* WORK TO BE COMPLETED:
Which lines of the entries contain the word "reference"? Please list them.

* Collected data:
※ ※ ※

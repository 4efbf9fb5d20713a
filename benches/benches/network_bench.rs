//! # GateNetwork Benchmarks
//!
//! Measures network declaration and evaluation. Evaluation is O(N) in the
//! number of declared nodes.
//!
//! Run: `cargo bench --bench network_bench`

use criterion::{black_box, criterion_group, criterion_main, BenchmarkId, Criterion};
use gaia_core::{AdaptiveGate, Bit, GateNetwork, NodeKind};

/// Chain of alternating XOR/AND/OR nodes filling `capacity`
fn chain(capacity: usize) -> GateNetwork {
    let mut net = GateNetwork::with_capacity(capacity);
    net.declare_input().expect("input 0");
    net.declare_input().expect("input 1");
    for i in 2..capacity {
        let kind = match i % 3 {
            0 => NodeKind::Xor,
            1 => NodeKind::And,
            _ => NodeKind::Or,
        };
        net.declare_node(kind, i - 2, i - 1).expect("backward reference");
    }
    net
}

fn bench_evaluate(c: &mut Criterion) {
    let mut group = c.benchmark_group("network_evaluate");

    group.bench_function("and_xor_or", |b| {
        let mut net = GateNetwork::and_xor_or().expect("reference network");
        b.iter(|| {
            for (x, y) in Bit::pairs() {
                black_box(net.evaluate(black_box(x), black_box(y)).ok());
            }
        })
    });

    for size in [10usize, 64, 256] {
        group.bench_with_input(BenchmarkId::new("chain", size), &size, |b, &size| {
            let mut net = chain(size);
            b.iter(|| black_box(net.evaluate(black_box(Bit::One), black_box(Bit::Zero)).ok()))
        });
    }

    group.bench_function("adaptive_node", |b| {
        let mut net = GateNetwork::new();
        net.declare_input().expect("input 0");
        net.declare_input().expect("input 1");
        net.declare_node(NodeKind::Adaptive(AdaptiveGate::default()), 0, 1)
            .expect("adaptive node");
        b.iter(|| black_box(net.evaluate(black_box(Bit::One), black_box(Bit::One)).ok()))
    });

    group.finish();
}

fn bench_declare(c: &mut Criterion) {
    let mut group = c.benchmark_group("network_declare");

    group.bench_function("chain_10", |b| b.iter(|| black_box(chain(10))));

    group.finish();
}

criterion_group!(benches, bench_evaluate, bench_declare);
criterion_main!(benches);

※ ※ ※

* YOUR SOLUTION:
        net.declare_node(kind, i - 2, i - 1).expect("backward reference");
        let mut net = GateNetwork::and_xor_or().expect("reference network");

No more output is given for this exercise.